Professor Kell suggested that UUK should sue so-called predatory publishers in a similar action to the 2019 lawsuit brought by the US Federal Trade Commission, a consumer watchdog, which saw a Nevada court order the OMICS International publishing group to pay $50 million (£36.6 million) in fines for “deceptive publishing”.

The Hyderabad-based publisher, which criticised the summary judgment as “unjustifiable”, was sanctioned for practices including publicly listing scientists as reviewers without their knowledge, or after they had asked to be removed as affiliated to the group, failing to make clear it would charge authors to appear in their open-access publications, and wrongly claiming that scientists would attend scholarly conferences that it organised.
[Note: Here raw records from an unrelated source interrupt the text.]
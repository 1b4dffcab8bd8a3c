//! Command to report a path's flags and components.

use crate::error::CliError;
use crate::utils::{arg_bytes, load_configuration, write_json, GlobalOptions};
use clap::Args;
use pathname::config::OutputFormat;
use pathname::Pathname;
use serde::Serialize;
use std::ffi::OsString;

/// Normalize a path and report every component that can be derived from it.
#[derive(Args)]
pub struct InspectCommand {
    /// Path to inspect
    #[arg(value_name = "PATH")]
    pub path: OsString,
}

/// Everything `inspect` reports. Components that do not exist are `None`.
#[derive(Debug, Serialize)]
pub struct Report {
    /// The argument as given.
    pub input: String,
    /// Normal form of the argument.
    pub normalized: String,
    /// Length of the normal form in bytes.
    pub length: usize,
    /// Whether the path starts at the root.
    pub absolute: bool,
    /// Whether the input was already in normal form.
    pub was_normalised: bool,
    /// Number of segments in the normal form.
    pub segments: usize,
    /// Extension of the last segment, possibly empty.
    pub extension: String,
    /// Path without its extension.
    pub rootname: Option<String>,
    /// Directory part.
    pub dirname: Option<String>,
    /// Last segment.
    pub tailname: Option<String>,
    /// File name.
    pub filename: Option<String>,
}

fn component(result: pathname::Result<Pathname<'static>>) -> Option<String> {
    result.ok().map(|path| path.to_string_lossy().into_owned())
}

impl Report {
    /// Build the report for `input` and its normal form.
    pub fn new(input: &Pathname<'_>, normalized: &Pathname<'_>) -> Result<Self, CliError> {
        Ok(Self {
            input: input.to_string_lossy().into_owned(),
            normalized: normalized.to_string_lossy().into_owned(),
            length: normalized.len(),
            absolute: normalized.is_absolute(),
            was_normalised: input.as_bytes() == normalized.as_bytes(),
            segments: normalized.segments().count(),
            extension: String::from_utf8_lossy(normalized.extension()?.as_bytes()).into_owned(),
            rootname: component(normalized.rootname()),
            dirname: component(normalized.dirname()),
            tailname: component(normalized.tailname()),
            filename: component(normalized.filename()),
        })
    }

    fn print_plain(&self) {
        let missing = "-".to_string();
        println!("input:      {}", self.input);
        println!("normalized: {}", self.normalized);
        println!("length:     {}", self.length);
        println!("absolute:   {}", self.absolute);
        println!("normalised: {}", self.was_normalised);
        println!("segments:   {}", self.segments);
        println!("extension:  {}", self.extension);
        println!("rootname:   {}", self.rootname.as_ref().unwrap_or(&missing));
        println!("dirname:    {}", self.dirname.as_ref().unwrap_or(&missing));
        println!("tailname:   {}", self.tailname.as_ref().unwrap_or(&missing));
        println!("filename:   {}", self.filename.as_ref().unwrap_or(&missing));
    }
}

impl InspectCommand {
    /// Execute the inspect command.
    pub fn execute(self, global: &GlobalOptions) -> Result<(), CliError> {
        let config = load_configuration(global)?;
        let bytes = arg_bytes(&self.path);
        let input = config.builder().build(&bytes)?;
        let normalized = input.normalize()?;
        let report = Report::new(&input, &normalized)?;

        match config.output_format() {
            OutputFormat::Plain => {
                report.print_plain();
                Ok(())
            }
            OutputFormat::Json => write_json(&report),
        }
    }
}
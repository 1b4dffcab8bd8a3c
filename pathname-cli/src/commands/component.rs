//! Commands that derive one component of a path.
//!
//! `extension`, `rootname`, `dirname`, `tailname` and `filename` share the
//! same arguments and differ only in the component they print.

use crate::error::CliError;
use crate::utils::{
    arg_bytes, emit_path, load_configuration, parse_path, write_json, write_line, GlobalOptions,
};
use clap::Args;
use pathname::config::OutputFormat;
use std::ffi::OsString;

/// A derivable path component.
#[derive(Debug, Clone, Copy, PartialEq, Eq)]
pub enum Component {
    /// The extension of the last segment.
    Extension,
    /// The path without its extension.
    Rootname,
    /// Everything up to and including the last separator.
    Dirname,
    /// The last segment, with any trailing separator.
    Tailname,
    /// The last segment of a path that names a file.
    Filename,
}

impl Component {
    /// JSON key for this component.
    pub const fn key(self) -> &'static str {
        match self {
            Component::Extension => "extension",
            Component::Rootname => "rootname",
            Component::Dirname => "dirname",
            Component::Tailname => "tailname",
            Component::Filename => "filename",
        }
    }
}

/// Arguments shared by the component commands.
#[derive(Args)]
pub struct ComponentCommand {
    /// Path to decompose
    #[arg(value_name = "PATH")]
    pub path: OsString,

    /// Treat PATH as already normalized instead of normalizing it first
    #[arg(long)]
    pub raw: bool,
}

impl ComponentCommand {
    /// Execute the command for `component`.
    pub fn execute(self, component: Component, global: &GlobalOptions) -> Result<(), CliError> {
        let config = load_configuration(global)?;
        let bytes = arg_bytes(&self.path);
        let path = parse_path(&config, &bytes, self.raw)?;
        let format = config.output_format();

        let derived = match component {
            Component::Extension => {
                let extension = path.extension()?;
                return match format {
                    OutputFormat::Plain => write_line(extension.as_bytes()),
                    OutputFormat::Json => write_json(&serde_json::json!({
                        "extension": String::from_utf8_lossy(extension.as_bytes()),
                        "offset": extension.offset(),
                    })),
                };
            }
            Component::Rootname => path.rootname()?,
            Component::Dirname => path.dirname()?,
            Component::Tailname => path.tailname()?,
            Component::Filename => path.filename()?,
        };
        emit_path(format, component.key(), &derived)
    }
}
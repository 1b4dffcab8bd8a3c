//! Configuration validation.

use crate::config::schema::Config;
use crate::error::{Error, Result};

/// Largest accepted `max_path_len`.
pub const PATH_LEN_CEILING: usize = 65536;

/// Validates configuration values.
///
/// # Examples
///
/// ```
/// use pathname::config::{Config, ConfigValidator};
///
/// ConfigValidator::validate(&Config::default()).unwrap();
///
/// let zero = Config { max_path_len: Some(0), ..Default::default() };
/// assert!(ConfigValidator::validate(&zero).is_err());
/// ```
pub struct ConfigValidator;

impl ConfigValidator {
    /// Validate a complete configuration.
    ///
    /// # Errors
    ///
    /// Returns [`Error::Validation`] naming the first invalid field.
    pub fn validate(config: &Config) -> Result<()> {
        if let Some(len) = config.max_path_len {
            Self::validate_max_path_len(len)?;
        }
        Ok(())
    }

    fn validate_max_path_len(len: usize) -> Result<()> {
        if len == 0 {
            return Err(Error::Validation {
                field: "max_path_len".into(),
                message: "Must be greater than 0".into(),
            });
        }
        if len > PATH_LEN_CEILING {
            return Err(Error::Validation {
                field: "max_path_len".into(),
                message: format!("Must not exceed {PATH_LEN_CEILING}, got {len}"),
            });
        }
        Ok(())
    }
}
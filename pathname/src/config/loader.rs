//! Configuration file discovery and loading.
//!
//! This module locates the user configuration file and loads it, together
//! with an explicitly named file, in precedence order.

use crate::config::schema::Config;
use crate::error::{Error, Result};
use std::fs;
use std::io::ErrorKind;
use std::path::{Path, PathBuf};

/// Name of the per-user configuration directory under the home directory.
pub const USER_CONFIG_DIR: &str = ".pathname";

/// Name of the configuration file inside a configuration directory.
pub const CONFIG_FILE_NAME: &str = "config.yaml";

/// Configuration source with its precedence level.
///
/// Lower precedence values are overridden by higher ones.
///
/// # Examples
///
/// ```
/// use pathname::config::ConfigSource;
/// use std::path::PathBuf;
///
/// // User config has lowest precedence
/// let user_config = ConfigSource {
///     path: PathBuf::from("~/.pathname/config.yaml"),
///     precedence: 1,
///     config: Default::default(),
/// };
/// ```
#[derive(Debug, Clone)]
pub struct ConfigSource {
    /// Path to the configuration file.
    pub path: PathBuf,
    /// Precedence level (higher values take priority).
    pub precedence: u8,
    /// Parsed configuration.
    pub config: Config,
}

/// Loads configuration from files.
///
/// # Examples
///
/// ```no_run
/// use pathname::config::ConfigLoader;
///
/// let sources = ConfigLoader::load_all(None, None).unwrap();
/// println!("Found {} configuration sources", sources.len());
/// ```
pub struct ConfigLoader;

impl ConfigLoader {
    /// Load all configuration files.
    ///
    /// Loads:
    /// 1. The user config at `~/.pathname/config.yaml`, if present
    ///    (precedence 1). `config_dir` replaces `~/.pathname` when given.
    /// 2. The `explicit` file, which must exist (precedence 2).
    ///
    /// # Errors
    ///
    /// Returns an error if the explicit file is missing, or if any file
    /// exists but cannot be read or parsed.
    pub fn load_all(
        explicit: Option<&Path>,
        config_dir: Option<&Path>,
    ) -> Result<Vec<ConfigSource>> {
        let mut sources = Vec::new();

        if let Some(user_config) = Self::load_user_config(config_dir)? {
            sources.push(user_config);
        }

        if let Some(path) = explicit {
            sources.push(ConfigSource {
                path: path.to_path_buf(),
                precedence: 2,
                config: Self::load_file(path)?,
            });
        }

        sources.sort_by_key(|s| s.precedence);
        Ok(sources)
    }

    /// Load the user configuration file if it exists.
    fn load_user_config(config_dir: Option<&Path>) -> Result<Option<ConfigSource>> {
        let config_path = match config_dir {
            Some(dir) => dir.join(CONFIG_FILE_NAME),
            None => match Self::user_config_path() {
                Some(path) => path,
                None => {
                    log::debug!("no home directory, skipping user configuration");
                    return Ok(None);
                }
            },
        };

        if !config_path.exists() {
            return Ok(None);
        }

        let config = Self::load_file(&config_path)?;
        Ok(Some(ConfigSource {
            path: config_path,
            precedence: 1,
            config,
        }))
    }

    /// Load and parse a YAML configuration file.
    ///
    /// An empty file yields the default configuration.
    ///
    /// # Errors
    ///
    /// Returns an error if the file cannot be read or the YAML is invalid.
    pub fn load_file(path: &Path) -> Result<Config> {
        log::debug!("loading configuration from {}", path.display());
        let contents = fs::read_to_string(path).map_err(|e| match e.kind() {
            ErrorKind::NotFound => Error::PathNotFound {
                path: path.display().to_string(),
            },
            ErrorKind::PermissionDenied => Error::PermissionDenied {
                path: path.display().to_string(),
            },
            _ => Error::Io(e),
        })?;

        if contents.trim().is_empty() {
            return Ok(Config::default());
        }
        Ok(serde_yaml::from_str(&contents)?)
    }

    /// Returns `~/.pathname/config.yaml`, or `None` without a home directory.
    #[must_use]
    pub fn user_config_path() -> Option<PathBuf> {
        home::home_dir().map(|home| home.join(USER_CONFIG_DIR).join(CONFIG_FILE_NAME))
    }
}

#[cfg(test)]
mod tests {
    use super::*;
    use tempfile::TempDir;

    #[test]
    fn test_load_nonexistent_file() {
        let err = ConfigLoader::load_file(Path::new("/nonexistent/path/config.yaml")).unwrap_err();
        assert!(err.is_not_found());
    }

    #[test]
    fn test_load_invalid_yaml() {
        let temp_dir = TempDir::new().unwrap();
        let config_path = temp_dir.path().join("bad.yaml");
        fs::write(&config_path, "max_path_len: [not, a, number]").unwrap();

        let err = ConfigLoader::load_file(&config_path).unwrap_err();
        assert!(matches!(err, Error::Configuration(_)));
    }

    #[test]
    fn test_load_empty_file() {
        let temp_dir = TempDir::new().unwrap();
        let config_path = temp_dir.path().join("empty.yaml");
        fs::write(&config_path, "\n").unwrap();

        assert_eq!(ConfigLoader::load_file(&config_path).unwrap(), Config::default());
    }

    #[test]
    fn test_load_all_orders_by_precedence() {
        let user_dir = TempDir::new().unwrap();
        fs::write(user_dir.path().join(CONFIG_FILE_NAME), "max_path_len: 100").unwrap();

        let other = TempDir::new().unwrap();
        let explicit = other.path().join("explicit.yaml");
        fs::write(&explicit, "max_path_len: 200").unwrap();

        let sources = ConfigLoader::load_all(Some(&explicit), Some(user_dir.path())).unwrap();
        assert_eq!(sources.len(), 2);
        assert_eq!(sources[0].precedence, 1);
        assert_eq!(sources[0].config.max_path_len, Some(100));
        assert_eq!(sources[1].precedence, 2);
        assert_eq!(sources[1].path, explicit);
    }

    #[test]
    fn test_load_all_missing_user_config_is_fine() {
        let user_dir = TempDir::new().unwrap();
        let sources = ConfigLoader::load_all(None, Some(user_dir.path())).unwrap();
        assert!(sources.is_empty());
    }

    #[test]
    fn test_load_all_missing_explicit_fails() {
        let user_dir = TempDir::new().unwrap();
        let missing = user_dir.path().join("missing.yaml");
        let err = ConfigLoader::load_all(Some(&missing), Some(user_dir.path())).unwrap_err();
        assert!(err.is_not_found());
    }

    #[test]
    fn test_user_config_path_shape() {
        if let Some(path) = ConfigLoader::user_config_path() {
            assert!(path.ends_with(".pathname/config.yaml"));
        }
    }
}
According to a study published last year the global cost to researchers of dealing with spam emails targeted at academia is $1.1 billion (£850 million), assuming scholars spent five seconds reading the four or five targeted emails they received on average each day.

Researchers in some disciplines receive considerably more spam each day, with a Journal of Dentistry paper published by Brazilian researchers in April putting the daily figure at roughly eight emails a day, or 234 a month.
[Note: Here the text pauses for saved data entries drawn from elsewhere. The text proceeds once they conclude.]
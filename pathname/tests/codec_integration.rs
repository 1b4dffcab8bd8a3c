//! Integration tests for the flat encoding.

mod common;

use common::{norm, raw};
use pathname::codec::{decode, encode, encode_into, FORMAT_VERSION, HEADER_LEN};
use pathname::Error;

#[test]
fn test_encode_decode_preserves_value_and_flags() {
    for path in [norm("/path/to/file.ext"), raw("relative/./x"), norm("..")] {
        let encoded = encode(&path).unwrap();
        let decoded = decode(&encoded, 4096).unwrap();
        assert_eq!(decoded, path);
        assert_eq!(decoded.flags(), path.flags());
    }
}

#[test]
fn test_header_is_big_endian() {
    let encoded = encode(&raw("/x")).unwrap();
    assert_eq!(&encoded[..2], &FORMAT_VERSION.to_be_bytes());
    assert_eq!(&encoded[3..HEADER_LEN], &2u32.to_be_bytes());
}

#[test]
fn test_concatenated_encodings_need_splitting() {
    let mut stream = Vec::new();
    encode_into(&raw("/a"), &mut stream).unwrap();
    encode_into(&raw("/b"), &mut stream).unwrap();

    // A single decode call expects exactly one value
    assert!(matches!(decode(&stream, 4096), Err(Error::Decode { .. })));

    let first_len = HEADER_LEN + 2;
    assert_eq!(decode(&stream[..first_len], 4096).unwrap(), "/a");
    assert_eq!(decode(&stream[first_len..], 4096).unwrap(), "/b");
}

#[test]
fn test_decode_applies_length_limit() {
    let encoded = encode(&raw("/abcdef")).unwrap();
    assert!(decode(&encoded, 7).is_ok());
    assert!(matches!(
        decode(&encoded, 6),
        Err(Error::ExceededLength { .. })
    ));
}

#[test]
fn test_decoded_value_supports_components() {
    let encoded = encode(&norm("/var/log/syslog.1")).unwrap();
    let decoded = decode(&encoded, 4096).unwrap();
    assert_eq!(decoded.extension().unwrap().as_bytes(), b".1");
    assert_eq!(decoded.dirname().unwrap(), "/var/log/");
}
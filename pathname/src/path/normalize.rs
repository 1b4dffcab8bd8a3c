//! Lexical path normalization.
//!
//! Normalization is a fixed three-stage pipeline over byte buffers:
//!
//! 1. [`collapse_separators`] removes repeated `/`
//! 2. [`remove_dot_segments`] drops `.` segments
//! 3. [`resolve_parent_segments`] cancels `..` against preceding segments
//!
//! Each stage reads one buffer and writes a same-or-shorter buffer, so the
//! scratch space for a whole run is bounded by the input length. No stage
//! touches the filesystem.
//!
//! A few rules are deliberately asymmetric:
//!
//! - `./name` keeps its leading `./` marker, while `name` stays bare.
//! - Relative paths may climb: leading `..` segments are retained.
//! - Absolute paths may not: `/..` and `/a/../..` fail.
//! - When a relative path cancels down to nothing, the empty position
//!   stands for `.`. A final `..` against it yields `.`, so `a/../..` is
//!   `.`. Otherwise the `..` is kept and the implicit `.` absorbs the `..`
//!   after it: `a/../../b` is `../b` and `a/../../../b` is `../b`.

use crate::error::{lossy, Error, Result};
use crate::path::segment::{segment_length_of_next, SEPARATOR};
use crate::path::types::{PathFlags, Pathname};

/// Normalize a path.
///
/// Returns a new owned path flagged as normalized. The input does not need
/// to be normalized already; normalizing a normalized path yields an equal
/// path.
///
/// # Errors
///
/// Returns [`Error::InvalidPathname`] if a `..` segment would climb above
/// the root of an absolute path.
///
/// # Examples
///
/// ```
/// use pathname::Pathname;
/// use pathname::path::normalize::normalize;
///
/// let path = Pathname::new(b"/path/./to/././file.ext").unwrap();
/// let normalized = normalize(&path).unwrap();
/// assert_eq!(normalized, "/path/to/file.ext");
/// assert!(normalized.is_normalised());
///
/// let relative = Pathname::new(b"path/../../../file.ext").unwrap();
/// assert_eq!(normalize(&relative).unwrap(), "../file.ext");
///
/// assert!(normalize(&Pathname::new(b"/..").unwrap()).is_err());
/// ```
pub fn normalize(path: &Pathname<'_>) -> Result<Pathname<'static>> {
    let bytes = normalize_bytes(path.as_bytes())?;
    Ok(Pathname::from_trusted_vec(
        bytes,
        PathFlags::default().with_normalised(true),
    ))
}

/// Normalize raw path bytes.
///
/// This runs the three stages back to back, reusing the first scratch
/// buffer as the final output.
///
/// # Errors
///
/// Returns [`Error::ZeroLength`] for empty input, [`Error::InvalidLength`]
/// if the input contains a NUL byte, and [`Error::InvalidPathname`] if the
/// path climbs above the root.
///
/// # Examples
///
/// ```
/// use pathname::path::normalize::normalize_bytes;
///
/// assert_eq!(normalize_bytes(b"//a//b/").unwrap(), b"/a/b/");
/// assert_eq!(normalize_bytes(b"./file.ext").unwrap(), b"./file.ext");
/// assert_eq!(normalize_bytes(b"/path/..").unwrap(), b"/");
/// ```
pub fn normalize_bytes(input: &[u8]) -> Result<Vec<u8>> {
    if input.is_empty() {
        return Err(Error::ZeroLength);
    }
    if let Some(offset) = input.iter().position(|&b| b == 0) {
        return Err(Error::InvalidLength { offset });
    }

    let mut first = vec![0; input.len()];
    let collapsed = collapse_separators(&mut first, input);

    let mut second = vec![0; collapsed];
    let without_dots = remove_dot_segments(&mut second, &first[..collapsed]);

    // Report the caller's path, not the intermediate buffer.
    let resolved =
        resolve_parent_segments(&mut first, &second[..without_dots]).map_err(|err| match err {
            Error::InvalidPathname { reason, .. } => Error::InvalidPathname {
                path: lossy(input),
                reason,
            },
            other => other,
        })?;
    first.truncate(resolved);
    Ok(first)
}

/// Fixed-capacity output cursor over a caller-provided buffer.
struct Writer<'o> {
    out: &'o mut [u8],
    len: usize,
}

impl<'o> Writer<'o> {
    fn new(out: &'o mut [u8]) -> Self {
        Self { out, len: 0 }
    }

    fn push(&mut self, bytes: &[u8]) {
        self.out[self.len..self.len + bytes.len()].copy_from_slice(bytes);
        self.len += bytes.len();
    }

    fn as_slice(&self) -> &[u8] {
        &self.out[..self.len]
    }

    fn truncate(&mut self, len: usize) {
        self.len = self.len.min(len);
    }

    fn is_empty(&self) -> bool {
        self.len == 0
    }

    fn len(&self) -> usize {
        self.len
    }
}

/// Returns the `/`-led chunk starting at `start`: the separator plus the
/// following segment.
fn chunk_at(input: &[u8], start: usize) -> &[u8] {
    let len = 1 + segment_length_of_next(&input[start + 1..]);
    &input[start..start + len]
}

/// Returns `true` if a `/.` chunk starts at `start`.
fn is_dot_chunk(input: &[u8], start: usize) -> bool {
    input[start..].starts_with(b"/.")
        && (start + 2 == input.len() || input[start + 2] == SEPARATOR)
}

/// Stage one: collapse runs of separators into a single `/`.
///
/// Returns the number of bytes written to `out`.
///
/// # Panics
///
/// Panics if `out` is shorter than `input`.
///
/// # Examples
///
/// ```
/// use pathname::path::normalize::collapse_separators;
///
/// let input = b"//path///to//";
/// let mut out = vec![0; input.len()];
/// let len = collapse_separators(&mut out, input);
/// assert_eq!(&out[..len], b"/path/to/");
/// ```
pub fn collapse_separators(out: &mut [u8], input: &[u8]) -> usize {
    let mut writer = Writer::new(out);
    let mut previous_was_separator = false;

    for &byte in input {
        let is_separator = byte == SEPARATOR;
        if !(is_separator && previous_was_separator) {
            writer.push(&[byte]);
        }
        previous_was_separator = is_separator;
    }

    writer.len()
}

/// Stage two: remove `.` segments.
///
/// Expects input without repeated separators. Absolute paths lose every
/// `/.` chunk; a dropped final chunk leaves a trailing `/` so the result
/// still denotes a directory. Relative paths lose their leading `./`
/// chunks, except that a single remaining segment keeps one `./` marker.
///
/// # Panics
///
/// Panics if `out` is shorter than `input`.
///
/// # Examples
///
/// ```
/// use pathname::path::normalize::remove_dot_segments;
///
/// let input = b"/path/./to/.";
/// let mut out = vec![0; input.len()];
/// let len = remove_dot_segments(&mut out, input);
/// assert_eq!(&out[..len], b"/path/to/");
/// ```
pub fn remove_dot_segments(out: &mut [u8], input: &[u8]) -> usize {
    let mut writer = Writer::new(out);
    if input.is_empty() {
        return 0;
    }

    let mut pos = 0;
    if input[0] == SEPARATOR {
        while pos < input.len() && is_dot_chunk(input, pos) {
            pos += 2;
        }
        if pos == input.len() {
            writer.push(b"/");
            return writer.len();
        }
    } else {
        let mut stripped = false;
        while input[pos..].starts_with(b"./") {
            pos += 2;
            stripped = true;
        }

        let rest = &input[pos..];
        if rest.is_empty() || rest == b"." {
            writer.push(b".");
            return writer.len();
        }

        let first = segment_length_of_next(rest);
        if stripped && first == rest.len() && rest != b".." {
            writer.push(b"./");
            writer.push(rest);
            return writer.len();
        }

        writer.push(&rest[..first]);
        pos += first;
    }

    while pos < input.len() {
        let chunk = chunk_at(input, pos);
        pos += chunk.len();

        if chunk == b"/." {
            if pos == input.len() {
                if writer.is_empty() {
                    writer.push(b".");
                } else {
                    writer.push(b"/");
                }
            }
            continue;
        }

        writer.push(chunk);
    }

    writer.len()
}

/// Stage three: resolve `..` segments.
///
/// Expects the output of [`remove_dot_segments`]. Each `..` deletes the
/// preceding segment unless that segment is itself `..`, in which case the
/// chain accumulates.
///
/// # Errors
///
/// Returns [`Error::InvalidPathname`] if an absolute path climbs above `/`.
///
/// # Panics
///
/// Panics if `out` is shorter than `input`.
///
/// # Examples
///
/// ```
/// use pathname::path::normalize::resolve_parent_segments;
///
/// let input = b"/a/b/../c";
/// let mut out = vec![0; input.len()];
/// let len = resolve_parent_segments(&mut out, input).unwrap();
/// assert_eq!(&out[..len], b"/a/c");
///
/// let input = b"/a/../..";
/// let mut out = vec![0; input.len()];
/// assert!(resolve_parent_segments(&mut out, input).is_err());
/// ```
pub fn resolve_parent_segments(out: &mut [u8], input: &[u8]) -> Result<usize> {
    let absolute = input.first() == Some(&SEPARATOR);
    let mut writer = Writer::new(out);
    let mut pos = 0;

    // Relative output cancelled down to nothing stands for `.`.
    let mut implicit_dot = false;
    // Set once that implicit `.` has been spent on a retained `..`; the
    // next `..` is absorbed instead of accumulating.
    let mut absorb_parent = false;

    if !absolute {
        let first = segment_length_of_next(input);
        writer.push(&input[..first]);
        pos = first;
    }

    while pos < input.len() {
        let chunk = chunk_at(input, pos);
        let segment = &chunk[1..];
        pos += chunk.len();
        let at_end = pos == input.len();

        if segment == b".." {
            if writer.is_empty() {
                if absolute {
                    return Err(Error::InvalidPathname {
                        path: lossy(input),
                        reason: "'..' climbs above the root directory".to_string(),
                    });
                }
                if implicit_dot && (at_end || &input[pos..] == b"/") {
                    writer.push(b".");
                    pos = input.len();
                    continue;
                }
                absorb_parent = implicit_dot;
                implicit_dot = false;
                writer.push(b"..");
                continue;
            }

            let written = writer.as_slice();
            let cut = written.iter().rposition(|&b| b == SEPARATOR);
            let previous = &written[cut.map_or(0, |c| c + 1)..];
            if previous == b".." {
                if absorb_parent {
                    absorb_parent = false;
                } else {
                    writer.push(b"/..");
                }
                continue;
            }

            writer.truncate(cut.unwrap_or(0));
            if writer.is_empty() {
                if absolute {
                    if at_end {
                        writer.push(b"/");
                    }
                } else if at_end {
                    writer.push(b".");
                } else {
                    implicit_dot = true;
                }
            }
            continue;
        }

        absorb_parent = false;
        if writer.is_empty() && !absolute {
            implicit_dot = false;
            if segment.is_empty() {
                writer.push(b".");
            } else if at_end {
                writer.push(b"./");
                writer.push(segment);
            } else {
                writer.push(segment);
            }
            continue;
        }

        writer.push(chunk);
    }

    Ok(writer.len())
}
Speaking to THE, several senior UK academics, who asked to remain anonymous, explained how dealing with invitations to conferences in particular had become increasingly time-consuming.

“Once you get on their mailing lists the invites – often wildly off-topic for my expertise, just keep coming,” said a University of Oxford scientist. “They typically invite you to present a talk on any subject you want – but you have to pay to talk, presumably so the speaker can boost their CV and they can boost their profit,” he added.
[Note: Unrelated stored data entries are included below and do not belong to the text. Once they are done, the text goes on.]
//! Pathname values and the lexical algorithms over them.
//!
//! # Key Concepts
//!
//! ## Segments
//!
//! A path is a byte string split on `/`. The [`segment`] scanner locates
//! segment boundaries without interpreting `.` or `..`.
//!
//! ## Normalization
//!
//! The [`normalize`] pipeline collapses repeated separators, drops `.`
//! segments and cancels `..` against the segment before it. It never touches
//! the filesystem, so symlinks are not considered. An absolute path whose
//! `..` would climb above `/` is rejected; a relative path keeps its leading
//! `..` segments.
//!
//! ## Components
//!
//! Once a path is normalized, [`components`] derives its extension,
//! rootname, dirname, tailname and filename. Each of these requires the
//! normalized flag and fails with a typed error when the component does not
//! exist.
//!
//! # Examples
//!
//! ```
//! use pathname::path::{Ownership, PathnameBuilder};
//!
//! let builder = PathnameBuilder::new().ownership(Ownership::Copy).normalize(true);
//! let path = builder.build(b"/path/./to/../to/file.tar.gz").unwrap();
//!
//! assert_eq!(path, "/path/to/file.tar.gz");
//! assert_eq!(path.extension().unwrap().as_bytes(), b".gz");
//! assert_eq!(path.rootname().unwrap(), "/path/to/file.tar");
//! assert_eq!(path.dirname().unwrap(), "/path/to/");
//! assert_eq!(path.filename().unwrap(), "file.tar.gz");
//! ```

pub mod builder;
pub mod components;
pub mod concat;
pub mod normalize;
#[cfg(unix)]
pub mod realpath;
pub mod segment;
mod types;

#[cfg(all(test, feature = "property-tests"))]
mod proptests;

// Re-export key types
pub use builder::{Ownership, PathnameBuilder};
pub use components::Extension;
pub use segment::{Segment, SegmentKind, Segments};
pub use types::{validate, PathFlags, Pathname, DEFAULT_MAX_PATH_LEN};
“They use poor tactics,” said another Russell Group university professor. “I have also been told in emails that friends were also speaking, trying to get us to agree, and vice versa – I usually double-check with those I know to make sure that it is not a scam,” he added.

Another eminent Oxford academic, who was listed as a speaker on an event organiser’s website, also told THE that she had no knowledge of the event. “They may have invited me [to speak] but I did not accept or even respond,” she said.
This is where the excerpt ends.